The monthly total accumulated precipitation is represented in Figure 5. Two maxima are observed in September, the months of the rainy season, where local-scale phenomena such as convective storms are formed by the interaction of the sea breeze front with horizontal convective rolls and the passage of synoptic-scale phenomena such as cold lows, tropical waves, and tropical cyclones.
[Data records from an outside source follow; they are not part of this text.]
use std::sync::Arc;

use async_trait::async_trait;
use diesel::prelude::*;
use diesel::upsert::excluded;
use tokio::task;

use crate::modules::user::domain::{User, UserRepository};
use crate::log_info;
use crate::modules::user::infrastructure::models::{
    NewRole, NewUser, NewUserRole, RoleModel, UserModel,
};
use crate::schema::{roles, user_roles, users};
use crate::shared::{
    errors::{AppError, AppResult},
    Database,
};

pub struct UserRepositoryImpl {
    db: Arc<Database>,
}

impl UserRepositoryImpl {
    pub fn new(db: Arc<Database>) -> Self {
        Self { db }
    }

    /// Register `user` together with its roles.
    ///
    /// Roles are matched by authority; an existing role keeps its id.
    pub async fn insert(&self, user: &User) -> AppResult<User> {
        let db = Arc::clone(&self.db);
        let new_user = NewUser {
            id: user.id,
            username: user.username.clone(),
            password: user.password.clone(),
        };
        let new_roles: Vec<NewRole> = user
            .roles
            .iter()
            .map(|r| NewRole {
                id: r.id,
                authority: r.authority.clone(),
            })
            .collect();

        let saved = task::spawn_blocking(move || -> AppResult<User> {
            let mut conn = db.get_connection()?;
            conn.transaction::<_, AppError, _>(|conn| {
                let user = diesel::insert_into(users::table)
                    .values(&new_user)
                    .returning(UserModel::as_returning())
                    .get_result::<UserModel>(conn)?;

                let mut stored_roles = Vec::with_capacity(new_roles.len());
                for role in &new_roles {
                    let stored = diesel::insert_into(roles::table)
                        .values(role)
                        .on_conflict(roles::authority)
                        .do_update()
                        .set(roles::authority.eq(excluded(roles::authority)))
                        .returning(RoleModel::as_returning())
                        .get_result::<RoleModel>(conn)?;

                    diesel::insert_into(user_roles::table)
                        .values(NewUserRole {
                            user_id: user.id,
                            role_id: stored.id,
                        })
                        .execute(conn)?;
                    stored_roles.push(stored);
                }

                Ok(user.into_user(stored_roles))
            })
        })
        .await??;

        log_info!("Registered user {} ({} roles)", saved.username, saved.roles.len());
        Ok(saved)
    }
}

#[async_trait]
impl UserRepository for UserRepositoryImpl {
    async fn find_by_username(&self, username: &str) -> AppResult<Option<User>> {
        let db = Arc::clone(&self.db);
        let username = username.to_string();

        task::spawn_blocking(move || -> AppResult<Option<User>> {
            let mut conn = db.get_connection()?;

            let Some(user) = users::table
                .filter(users::username.eq(&username))
                .select(UserModel::as_select())
                .first::<UserModel>(&mut conn)
                .optional()?
            else {
                return Ok(None);
            };

            let role_rows = user_roles::table
                .inner_join(roles::table)
                .filter(user_roles::user_id.eq(user.id))
                .order(roles::authority.asc())
                .select(RoleModel::as_select())
                .load::<RoleModel>(&mut conn)?;

            Ok(Some(user.into_user(role_rows)))
        })
        .await?
    }
}
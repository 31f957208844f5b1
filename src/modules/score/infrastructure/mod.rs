pub mod models;
pub mod persistence;

pub use persistence::ScoreRepositoryImpl;
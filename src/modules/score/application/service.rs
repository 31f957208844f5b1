use std::sync::Arc;

use uuid::Uuid;

use super::dto::ScoreDto;
use crate::log_info;
use crate::modules::movie::{application::MovieDto, domain::MovieRepository};
use crate::modules::score::domain::ScoreAggregator;
use crate::modules::user::application::ports::AuthenticationProvider;
use crate::shared::errors::{AppError, AppResult};

/// Accepts ratings from the authenticated user
pub struct ScoreService {
    auth: Arc<dyn AuthenticationProvider>,
    movie_repo: Arc<dyn MovieRepository>,
    aggregator: Arc<ScoreAggregator>,
}

impl ScoreService {
    pub fn new(
        auth: Arc<dyn AuthenticationProvider>,
        movie_repo: Arc<dyn MovieRepository>,
        aggregator: Arc<ScoreAggregator>,
    ) -> Self {
        Self {
            auth,
            movie_repo,
            aggregator,
        }
    }

    pub async fn save_score(&self, dto: ScoreDto) -> AppResult<MovieDto> {
        dto.validate()?;

        let user = self.auth.authenticated().await?;

        if !self.movie_repo.exists(dto.movie_id).await? {
            return Err(AppError::NotFound(format!(
                "Movie with ID {} not found",
                dto.movie_id
            )));
        }

        let movie = self
            .aggregator
            .aggregate(dto.movie_id, user.id, dto.score)
            .await?;

        log_info!(
            "User {} scored movie {} with {} (now {:.2} over {})",
            user.username,
            movie.id,
            dto.score,
            movie.score,
            movie.count
        );
        Ok(MovieDto::from(movie))
    }

    /// Rebuild a movie's aggregate from its full rating history
    pub async fn recalculate(&self, movie_id: Uuid) -> AppResult<MovieDto> {
        let movie = self.aggregator.rebuild(movie_id).await?;
        Ok(MovieDto::from(movie))
    }
}
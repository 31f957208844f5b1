pub mod entities;
pub mod repositories;
pub mod services;

// Re-exports for easy access
pub use entities::Score;
pub use repositories::ScoreRepository;
pub use services::ScoreAggregator;
pub mod infrastructure;
pub mod modules;
mod schema;
pub mod shared;

use std::sync::Arc;

use infrastructure::InMemoryStore;
use modules::{
    movie::{MovieRepository, MovieRepositoryImpl, MovieService},
    score::{ScoreAggregator, ScoreRepository, ScoreRepositoryImpl, ScoreService},
    user::{
        application::ports::{AuthenticationProvider, SecurityContext},
        TaskLocalSecurityContext, UserRepository, UserRepositoryImpl, UserService,
    },
};
use shared::{errors::AppResult, utils::logger::init_logger, AppConfig, Database};

/// Fully wired service layer, ready to be handed to a transport
#[derive(Clone)]
pub struct AppServices {
    pub movie_service: Arc<MovieService>,
    pub score_service: Arc<ScoreService>,
    pub user_service: Arc<UserService>,
}

impl AppServices {
    /// Wire every service against the postgres-backed repositories
    pub fn with_database(database: Arc<Database>) -> Self {
        let movie_repo: Arc<dyn MovieRepository> =
            Arc::new(MovieRepositoryImpl::new(Arc::clone(&database)));
        let score_repo: Arc<dyn ScoreRepository> =
            Arc::new(ScoreRepositoryImpl::new(Arc::clone(&database)));
        let user_repo: Arc<dyn UserRepository> =
            Arc::new(UserRepositoryImpl::new(Arc::clone(&database)));

        Self::wire(movie_repo, score_repo, user_repo)
    }

    /// Wire every service against a single in-memory store
    pub fn in_memory(store: Arc<InMemoryStore>) -> Self {
        let movie_repo: Arc<dyn MovieRepository> = store.clone();
        let score_repo: Arc<dyn ScoreRepository> = store.clone();
        let user_repo: Arc<dyn UserRepository> = store;

        Self::wire(movie_repo, score_repo, user_repo)
    }

    fn wire(
        movie_repo: Arc<dyn MovieRepository>,
        score_repo: Arc<dyn ScoreRepository>,
        user_repo: Arc<dyn UserRepository>,
    ) -> Self {
        let security_context: Arc<dyn SecurityContext> = Arc::new(TaskLocalSecurityContext);
        let user_service = Arc::new(UserService::new(user_repo, security_context));
        let auth: Arc<dyn AuthenticationProvider> = user_service.clone();

        let aggregator = Arc::new(ScoreAggregator::new(Arc::clone(&movie_repo), score_repo));
        let score_service = Arc::new(ScoreService::new(
            auth,
            Arc::clone(&movie_repo),
            aggregator,
        ));
        let movie_service = Arc::new(MovieService::new(movie_repo));

        Self {
            movie_service,
            score_service,
            user_service,
        }
    }
}

/// Initialize logging, connect to postgres, apply pending migrations and
/// wire the services.
pub fn bootstrap(config: &AppConfig) -> AppResult<AppServices> {
    init_logger();

    let database = Arc::new(Database::new(&config.database)?);
    database.run_migrations()?;

    let services = AppServices::with_database(database);
    log::info!("Services wired against {}", config.database.redacted_url());
    Ok(services)
}
use serde::{Deserialize, Serialize};
use uuid::Uuid;

#[derive(Debug, Clone, PartialEq, Eq, Serialize, Deserialize)]
pub struct Role {
    pub id: Uuid,
    pub authority: String,
}

impl Role {
    pub fn new(authority: impl Into<String>) -> Self {
        Self {
            id: Uuid::new_v4(),
            authority: authority.into(),
        }
    }
}

/// A registered user. `password` holds the stored hash and is never
/// interpreted by this crate.
#[derive(Debug, Clone, PartialEq, Serialize, Deserialize)]
pub struct User {
    pub id: Uuid,
    pub username: String,
    #[serde(skip_serializing)]
    pub password: String,
    pub roles: Vec<Role>,
}

impl User {
    pub fn new(username: impl Into<String>, password: impl Into<String>, roles: Vec<Role>) -> Self {
        Self {
            id: Uuid::new_v4(),
            username: username.into(),
            password: password.into(),
            roles,
        }
    }

    pub fn has_role(&self, authority: &str) -> bool {
        self.roles.iter().any(|r| r.authority == authority)
    }

    pub fn authorities(&self) -> Vec<String> {
        self.roles.iter().map(|r| r.authority.clone()).collect()
    }
}

/// What an authentication layer needs to verify a login
#[derive(Debug, Clone, PartialEq, Eq)]
pub struct UserDetails {
    pub username: String,
    pub password: String,
    pub authorities: Vec<String>,
}

impl From<&User> for UserDetails {
    fn from(user: &User) -> Self {
        Self {
            username: user.username.clone(),
            password: user.password.clone(),
            authorities: user.authorities(),
        }
    }
}
use serde::{Deserialize, Serialize};
use uuid::Uuid;

use crate::modules::movie::domain::Movie;
use crate::shared::{errors::AppResult, utils::Validator};

/// Public view of a movie
#[derive(Debug, Clone, PartialEq, Serialize, Deserialize)]
pub struct MovieDto {
    pub id: Uuid,
    pub title: String,
    pub score: f64,
    pub count: u32,
    pub image: Option<String>,
}

impl From<&Movie> for MovieDto {
    fn from(movie: &Movie) -> Self {
        Self {
            id: movie.id,
            title: movie.title.clone(),
            score: movie.score,
            count: movie.count,
            image: movie.image.clone(),
        }
    }
}

impl From<Movie> for MovieDto {
    fn from(movie: Movie) -> Self {
        Self {
            id: movie.id,
            title: movie.title,
            score: movie.score,
            count: movie.count,
            image: movie.image,
        }
    }
}

/// Editable movie fields, used by insert and update
#[derive(Debug, Clone, PartialEq, Serialize, Deserialize)]
pub struct MovieForm {
    pub title: String,
    pub image: Option<String>,
}

impl MovieForm {
    pub fn new(title: impl Into<String>, image: Option<String>) -> Self {
        Self {
            title: title.into(),
            image,
        }
    }

    pub fn validate(&self) -> AppResult<()> {
        Validator::validate_movie_title(&self.title)?;
        Validator::validate_image_url(self.image.as_deref())
    }
}

impl From<&MovieDto> for MovieForm {
    fn from(dto: &MovieDto) -> Self {
        Self {
            title: dto.title.clone(),
            image: dto.image.clone(),
        }
    }
}
// Shared kernel used by every bounded context

pub mod application; // Shared application layer patterns
pub mod config; // Environment-driven configuration
pub mod errors; // Shared error types
pub mod infrastructure; // Shared infrastructure (database)
pub mod utils; // Shared utilities (logging, validation)

// Re-exports for convenience
pub use config::{AppConfig, DatabaseConfig};
pub use infrastructure::database::Database;
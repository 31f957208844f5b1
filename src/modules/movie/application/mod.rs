pub mod dto;
pub mod service;

pub use dto::{MovieDto, MovieForm};
pub use service::MovieService;
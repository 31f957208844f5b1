use async_trait::async_trait;
use uuid::Uuid;

use crate::modules::movie::domain::entities::Movie;
use crate::shared::{
    application::pagination::{PaginatedResult, PaginationParams},
    errors::AppResult,
};

/// Port (interface) for movie storage.
///
/// Adapters translate store-specific constraint failures into
/// `AppError::IntegrityConflict`.
#[cfg_attr(test, mockall::automock)]
#[async_trait]
pub trait MovieRepository: Send + Sync {
    /// Find movie by ID
    async fn find_by_id(&self, id: Uuid) -> AppResult<Option<Movie>>;

    /// Check if movie exists
    async fn exists(&self, id: Uuid) -> AppResult<bool>;

    /// Insert or update a movie
    async fn save(&self, movie: &Movie) -> AppResult<Movie>;

    /// Delete movie by ID; fails while scores still reference it
    async fn delete(&self, id: Uuid) -> AppResult<()>;

    /// Case-insensitive title substring search, ordered by title then id
    async fn search_by_title(
        &self,
        title: &str,
        pagination: PaginationParams,
    ) -> AppResult<PaginatedResult<Movie>>;
}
3.2. Analysis of the Behavior of the Wind during the Period 2017–2021
Figure 6 shows the wind rose, with 16 directions, with the most frequent wind direction from the north with an average speed of 11 km/h. The most frequent directions ranged from north-northwest to north-northeast and reached the maximum average speed in the east-southeast and southeast directions of 17 km/h.
4. Conclusions
For the present investigation, the “Antonio Maceo” International Airport of Santiago de Cuba (MUCU) aeronautical climatology was developed. The lowest minimum temperatures were obtained in January and February and the highest maximum temperatures were obtained between July and September. The mean relative humidity from January to December ranged between 67.2% and 78.7%. The most frequent wind directions ranged from north-northwest to north-northeast and reached the maximum average speed in the east–southeast and southeast directions of 17 km/h.
Author Contributions
Conceptualization, B.V.D., A.M.D.A.E. and P.C.-H.; methodology, B.V.D. and A.M.D.A.E.; formal analysis, B.V.D.; investigation, B.V.D.; writing—original draft preparation, B.V.D.; writing—review and editing, P.C.-H.; visualization, P.C.-H. All authors have read and agreed to the published version of the manuscript.
Funding
This research received no external funding.
Institutional Review Board Statement
Not applicable.
Informed Consent Statement
Not applicable.
Data Availability Statement
Not applicable.
Conflicts of Interest
The authors declare no conflict of interest.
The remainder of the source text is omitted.